Stephen De Young (Eastern Orthodox) defends the messianic prophecy in Testament of Joseph 19 being original and not later Christian interpolations.
Stephen De Young, Apocrypha: An Introduction to Extra-Biblical Literature (Chesterton, IN: Ancient Faith Publishing, 2023), 152-54
Messianic Prophecies in Two Versions
Joseph’s story in the Book of Genesis surrounds divinely inspired dreams and their interpretation. The Testament of Joseph ends with his final dream and his interpretation of it. Two versions exist: one found in the Aramaic and the other in Greek. The Greek version of the dream and its interpretation is much shorter, but in some ways more on the nose regarding its messianic prophecies and the Person of Jesus Christ. Thus many scholars think the Greek reflects a post-Christian version of the Jewish text. This supposition raises may questions as it answers, however. There is no clear reason why Christians would omit most of the missing material, which surrounds the history of Judea form the exile to the time of its writing in the Hasmonean period. The Greek texts of the other testaments do not omit similar material. The small details in the messianic portion of the dream in Greek are precisely that: small details.
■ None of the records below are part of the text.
use std::path::{Path, PathBuf};

use anyhow::{Context as _, bail};
use nyulnorm_core::{mapping::IntensityMapper, tail::TailMode};
use nyulnorm_stats::descriptive::DescriptiveStats;
use tracing::{info, warn};

use crate::{
    command::train::percentile_set,
    image::NiftiImage,
    model::standardization_model::StandardizationModel,
    util,
};

#[derive(Default, Debug, Clone, clap::Args)]
pub(crate) struct ApplyArg {
    /// Model file written by `train` or `run`
    #[arg(long)]
    pub(super) model: PathBuf,
    /// Folder containing the images to standardize
    #[arg(long)]
    pub(super) input_dir: PathBuf,
    /// Folder for the standardized images (default: `<input-dir>/standardized_data`)
    #[arg(long)]
    pub(super) output_dir: Option<PathBuf>,
    /// Model for intensities above the highest landmark (exp, linear or flat)
    #[arg(long, default_value = "exp")]
    pub(super) tail: TailMode,
    /// Map each slice with its own landmarks (implied by a per-slice model)
    #[arg(long)]
    pub(super) per_slice: bool,
    /// Percentile ranks the model must have been trained with
    #[arg(long, value_delimiter = ',')]
    pub(super) percentiles: Option<Vec<f64>>,
}

pub(crate) fn run(arg: &ApplyArg) -> anyhow::Result<()> {
    let ApplyArg {
        model,
        input_dir,
        output_dir,
        tail,
        per_slice,
        percentiles,
    } = arg;

    let model_path = model;
    let model = StandardizationModel::open(model_path)?;
    if let Some(ranks) = percentiles {
        let expected = percentile_set(Some(ranks.as_slice()))?;
        IntensityMapper::with_expected_percentiles(&model.landmarks, *tail, &expected)
            .with_context(|| format!("Model {} cannot be applied", model_path.display()))?;
    }

    let images = util::list_images(input_dir)?;
    if images.is_empty() {
        info!("No image found in {}", input_dir.display());
        return Ok(());
    }
    let output_dir = util::resolve_output_dir(input_dir, output_dir.as_deref())?;
    let per_slice = *per_slice || model.per_slice;

    standardize_images(&images, &model, &output_dir, *tail, per_slice)
}

/// Standardizes every image in `images` into `output_dir`, keeping file names.
///
/// Images are processed independently: a failure is logged and the batch
/// continues. The batch fails at the end if any image failed.
pub(super) fn standardize_images(
    images: &[PathBuf],
    model: &StandardizationModel,
    output_dir: &Path,
    tail_mode: TailMode,
    per_slice: bool,
) -> anyhow::Result<()> {
    let mapper = IntensityMapper::new(&model.landmarks, tail_mode);
    info!(
        tail = %tail_mode,
        per_slice,
        output_dir = %output_dir.display(),
        "Standardizing {} images",
        images.len()
    );

    let mut failed = 0;
    for (i, path) in images.iter().enumerate() {
        info!(
            "Standardizing image {}/{}: {}",
            i + 1,
            images.len(),
            path.display()
        );
        if let Err(e) = standardize_image(&mapper, path, output_dir, per_slice) {
            failed += 1;
            warn!(
                "Failed to standardize {} (percentile set {}): {e:#}",
                path.display(),
                model.landmarks.percentiles()
            );
        }
    }

    eprintln!();
    eprintln!("Standardization completed");
    eprintln!("  Output folder: {}", output_dir.display());
    eprintln!("  Images: {}", images.len() - failed);
    if failed > 0 {
        eprintln!("  Failed: {failed}");
        bail!("{failed} of {} images could not be standardized", images.len());
    }
    Ok(())
}

fn standardize_image(
    mapper: &IntensityMapper<'_>,
    path: &Path,
    output_dir: &Path,
    per_slice: bool,
) -> anyhow::Result<PathBuf> {
    let file_name = path
        .file_name()
        .with_context(|| format!("Invalid image path: {}", path.display()))?;
    let output_path = output_dir.join(file_name);

    let image = NiftiImage::open(path)?;
    let standardized = mapper.apply_volume(image.data(), per_slice)?;

    if let Some(stats) = DescriptiveStats::new(standardized.iter().copied()) {
        info!(
            min = stats.min,
            max = stats.max,
            mean = stats.mean,
            std_dev = stats.std_dev,
            "Standardized intensities"
        );
    }
    if output_path.exists() {
        warn!("Overwriting existing file {}", output_path.display());
    }
    image.save_with_data(&output_path, &standardized)?;
    Ok(output_path)
}
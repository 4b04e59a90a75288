use std::path::{Path, PathBuf};

use anyhow::Context as _;
use nyulnorm_core::{
    config::{DEFAULT_I_MAX, DEFAULT_I_MIN, TrainConfig},
    landmarks::PercentileSet,
    train::LandmarkTrainer,
};
use tracing::{info, warn};

use crate::{
    image::NiftiImage,
    model::standardization_model::StandardizationModel,
    util::{self, Output},
};

#[derive(Default, Debug, Clone, clap::Args)]
pub(crate) struct TrainArg {
    /// Folder containing the training images (`.nii` or `.nii.gz`)
    #[arg(long)]
    pub(super) input_dir: PathBuf,
    /// Learn from every slice along the third axis instead of whole volumes
    #[arg(long)]
    pub(super) per_slice: bool,
    /// Lower bound of the standard intensity space
    #[arg(long, default_value_t = DEFAULT_I_MIN, allow_negative_numbers = true)]
    pub(super) i_min: f64,
    /// Upper bound of the standard intensity space
    #[arg(long, default_value_t = DEFAULT_I_MAX, allow_negative_numbers = true)]
    pub(super) i_max: f64,
    /// Comma-separated percentile ranks [default: 1,10,20,30,40,50,60,70,80,90,99]
    #[arg(long, value_delimiter = ',')]
    pub(super) percentiles: Option<Vec<f64>>,
    /// Output file path (default: stdout)
    #[arg(long)]
    pub(super) output: Option<PathBuf>,
}

pub(crate) fn run(arg: &TrainArg) -> anyhow::Result<()> {
    let TrainArg {
        input_dir,
        per_slice,
        i_min,
        i_max,
        percentiles,
        output,
    } = arg;

    let config = TrainConfig {
        i_min: *i_min,
        i_max: *i_max,
        per_slice: *per_slice,
        percentiles: percentile_set(percentiles.as_deref())?,
    };
    let images = util::list_images(input_dir)?;
    if images.is_empty() {
        info!("No image found in {}", input_dir.display());
        return Ok(());
    }

    let model = train_model(&images, config)?;
    Output::save_json(&model, output.clone())?;

    eprintln!();
    eprintln!("Model saved successfully");
    if let Some(path) = &output {
        eprintln!("  Path: {}", path.display());
    }
    print_model_summary(&model);

    Ok(())
}

/// Builds the percentile set from ranks given on the command line.
pub(super) fn percentile_set(ranks: Option<&[f64]>) -> anyhow::Result<PercentileSet> {
    match ranks {
        Some(ranks) => PercentileSet::new(ranks.to_vec())
            .with_context(|| format!("Invalid percentile ranks: {ranks:?}")),
        None => Ok(PercentileSet::standard()),
    }
}

/// Streams `images` through a trainer, one file in memory at a time.
///
/// An image that cannot be read or yields unusable landmarks is skipped with a
/// warning; it never contributes to the table.
pub(super) fn train_model(
    images: &[PathBuf],
    config: TrainConfig,
) -> anyhow::Result<StandardizationModel> {
    let mut trainer = LandmarkTrainer::new(config)?;
    let mut skipped = 0;
    for (i, path) in images.iter().enumerate() {
        info!(
            "Learning landmarks from image {}/{}: {}",
            i + 1,
            images.len(),
            path.display()
        );
        if let Err(e) = add_image(&mut trainer, path) {
            skipped += 1;
            warn!(
                "Skipping {} for training (percentile set {}): {e:#}",
                path.display(),
                trainer.config().percentiles
            );
        }
    }
    if skipped > 0 {
        warn!("{skipped} of {} images were skipped for training", images.len());
    }

    let config = trainer.config().clone();
    let num_images = trainer.num_images();
    let num_objects = trainer.num_objects();
    let landmarks = trainer
        .finish()
        .context("Failed to learn the standard landmarks")?;
    info!(num_images, num_objects, "Standard landmarks learned");
    Ok(StandardizationModel::new(
        &config,
        num_images,
        num_objects,
        landmarks,
    ))
}

fn add_image(trainer: &mut LandmarkTrainer, path: &Path) -> anyhow::Result<()> {
    let image = NiftiImage::open(path)?;
    trainer.add_image(image.data())?;
    Ok(())
}

pub(super) fn print_model_summary(model: &StandardizationModel) {
    eprintln!("  Trained at: {}", model.trained_at);
    eprintln!("  Images: {}", model.num_images);
    eprintln!(
        "  Objects: {} ({})",
        model.num_objects,
        if model.per_slice { "slices" } else { "volumes" }
    );
    eprintln!("  Standard range: [{}, {}]", model.i_min, model.i_max);
    eprintln!("  Landmarks:");
    for (rank, value) in model.landmarks.iter() {
        eprintln!("    {rank:5.1}%: {value:.3}");
    }
}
The substance of the messianic prophecy is the same in both.
The Aramaic section omitted in the Greek describes this historical era of Judea, from exile to the Hasmonean period, in a manner similar to the animal apocalypse or Daniel’s vision of the beasts. Animals represent Israelite tribes and nations; horns represent their kings. Following this narration, which constitutes the entire dream in the Greek is a clear prophecy of the coming Messiah, who is a lamb born of a virgin form the tribe of Judah. While modern scholars may find this to be too accurate to be pre-Christian, the wording here in Aramaic or Greek is close though to that of Isaiah 7 that the prophecy is clearly derivative of that found in the Hebrew Bible.
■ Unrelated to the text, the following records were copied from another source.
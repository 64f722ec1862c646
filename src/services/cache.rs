// ============================================================================
// LOCAL CACHE - Caché clave/valor con TTL sobre el backend de storage
// ============================================================================
// Evita re-pedir datasets grandes (masters, snapshot de stock) en cada
// navegación. Entradas corruptas o vencidas se auto-eliminan en la lectura.
// ============================================================================

use chrono::Utc;
use serde::{de::DeserializeOwned, Deserialize, Serialize};
use serde_json::Value;
use std::rc::Rc;

use crate::utils::KeyValueBackend;

/// Prefijo de namespace: separa el caché de las claves de sesión y evita
/// contaminación cruzada con otros usos de localStorage.
const CACHE_PREFIX: &str = "INV_CACHE:";

// Claves usadas por los servicios (un solo sitio, para que clear() y set()
// nunca diverjan).
pub const KEY_MASTERS_ITEMS: &str = "masters_items";
pub const KEY_MASTERS_WAREHOUSES: &str = "masters_warehouses";
pub const KEY_MASTERS_VENDORS: &str = "masters_vendors";
pub const KEY_STOCK_ALL: &str = "stock_all_v1";
pub const KEY_STOCK_WAREHOUSES: &str = "stock_all_warehouses_v1";
pub const KEY_STOCK_META: &str = "stock_all_meta_v1";

#[derive(Serialize, Deserialize)]
struct CacheEntry {
    v: Value,
    exp: i64,
}

pub struct LocalCache {
    backend: Rc<dyn KeyValueBackend>,
}

impl LocalCache {
    pub fn new(backend: Rc<dyn KeyValueBackend>) -> Self {
        Self { backend }
    }

    pub fn set<T: Serialize>(&self, key: &str, value: &T, ttl_ms: i64) {
        let value = match serde_json::to_value(value) {
            Ok(v) => v,
            Err(e) => {
                log::warn!("⚠️ [CACHE] No se pudo serializar {}: {}", key, e);
                return;
            }
        };
        let entry = CacheEntry {
            v: value,
            exp: now_ms() + ttl_ms.max(0),
        };
        let json = match serde_json::to_string(&entry) {
            Ok(j) => j,
            Err(_) => return,
        };
        // errores de cuota se ignoran: el caché es solo una optimización
        let _ = self.backend.set(&full_key(key), &json);
    }

    pub fn get<T: DeserializeOwned>(&self, key: &str) -> Option<T> {
        self.get_at(key, now_ms())
    }

    /// Lectura con reloj explícito (los tests controlan `now`).
    fn get_at<T: DeserializeOwned>(&self, key: &str, now: i64) -> Option<T> {
        let raw = self.backend.get(&full_key(key))?;
        let entry: CacheEntry = match serde_json::from_str(&raw) {
            Ok(e) => e,
            Err(_) => {
                // entrada corrupta: se descarta y queda como ausente
                self.backend.remove(&full_key(key));
                return None;
            }
        };
        if now > entry.exp {
            self.backend.remove(&full_key(key));
            return None;
        }
        serde_json::from_value(entry.v).ok()
    }

    pub fn clear(&self, key: &str) {
        self.backend.remove(&full_key(key));
    }
}

fn full_key(key: &str) -> String {
    format!("{}{}", CACHE_PREFIX, key)
}

fn now_ms() -> i64 {
    Utc::now().timestamp_millis()
}

#[cfg(test)]
mod tests {
    use super::*;
    use crate::utils::MemoryBackend;
    use serde_json::json;

    fn cache_with_backend() -> (LocalCache, Rc<MemoryBackend>) {
        let backend = Rc::new(MemoryBackend::new());
        (LocalCache::new(backend.clone()), backend)
    }

    #[test]
    fn get_within_ttl_returns_value() {
        let (cache, _) = cache_with_backend();
        cache.set("k", &json!([1, 2, 3]), 60_000);
        let v: Option<Value> = cache.get("k");
        assert_eq!(v, Some(json!([1, 2, 3])));
    }

    #[test]
    fn expired_entry_is_absent_and_evicted() {
        let (cache, backend) = cache_with_backend();
        cache.set("k", &json!("v"), 1_000);
        let future = now_ms() + 1_001;
        let v: Option<Value> = cache.get_at("k", future);
        assert_eq!(v, None);
        // la entrada vencida se eliminó del storage
        assert!(backend.get(&full_key("k")).is_none());
    }

    #[test]
    fn expiry_is_per_key() {
        let (cache, _) = cache_with_backend();
        cache.set("corta", &json!(1), 1_000);
        cache.set("larga", &json!(2), 10_000_000);
        let future = now_ms() + 5_000;
        assert_eq!(cache.get_at::<Value>("corta", future), None);
        assert_eq!(cache.get_at::<Value>("larga", future), Some(json!(2)));
    }

    #[test]
    fn clear_evicts_unexpired_entry() {
        let (cache, _) = cache_with_backend();
        cache.set("k", &json!("v"), 60_000);
        cache.clear("k");
        assert_eq!(cache.get::<Value>("k"), None);
    }

    #[test]
    fn corrupt_entry_self_heals() {
        let (cache, backend) = cache_with_backend();
        backend.set(&full_key("k"), "no es json").unwrap();
        assert_eq!(cache.get::<Value>("k"), None);
        assert!(backend.get(&full_key("k")).is_none());
    }

    #[test]
    fn set_overwrites_existing_entry() {
        let (cache, _) = cache_with_backend();
        cache.set("k", &json!(1), 60_000);
        cache.set("k", &json!(2), 60_000);
        assert_eq!(cache.get::<Value>("k"), Some(json!(2)));
    }

    #[test]
    fn namespaced_keys_do_not_collide_with_session_keys() {
        let (cache, backend) = cache_with_backend();
        backend.set("sessionToken", "tok").unwrap();
        cache.set("sessionToken", &json!("cacheado"), 60_000);
        // la clave de sesión cruda queda intacta
        assert_eq!(backend.get("sessionToken").as_deref(), Some("tok"));
    }
}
A variety of creatures attack this lamb—not the animals that represented the nations, but reptiles and creeping things—and he defeats them. The lamb represents the salvation of Israel and all the nations, if the people remain true to Levi and Judah. The phrasing of the Greek of Testament of Joseph 19:11, which refers to the Messiah as “the Lamb of God who will take away the sin of the world,” seems an obvious interpolation to many scholars. But when St. John the Forerunner identifies Christ as this figure in John 1:29, the words are a symbolic means used to identify the Messiah. It seems, if anything, more likely that St. John was appealing to the preexisting symbolism to identify Jesus as the Messiah than that St. John here was inventing an unknown image to communicate cryptically with his own followers. Nothing in either version of the Testament of Joseph would require it to be a post-Christian text. Non-Christian Judeans of the early Christian centuries did not disagree with Christians about the coming of a Messiah or the prophecies concerning Him; they disagreed with the Christian claim that Jesus of Nazareth was that figure.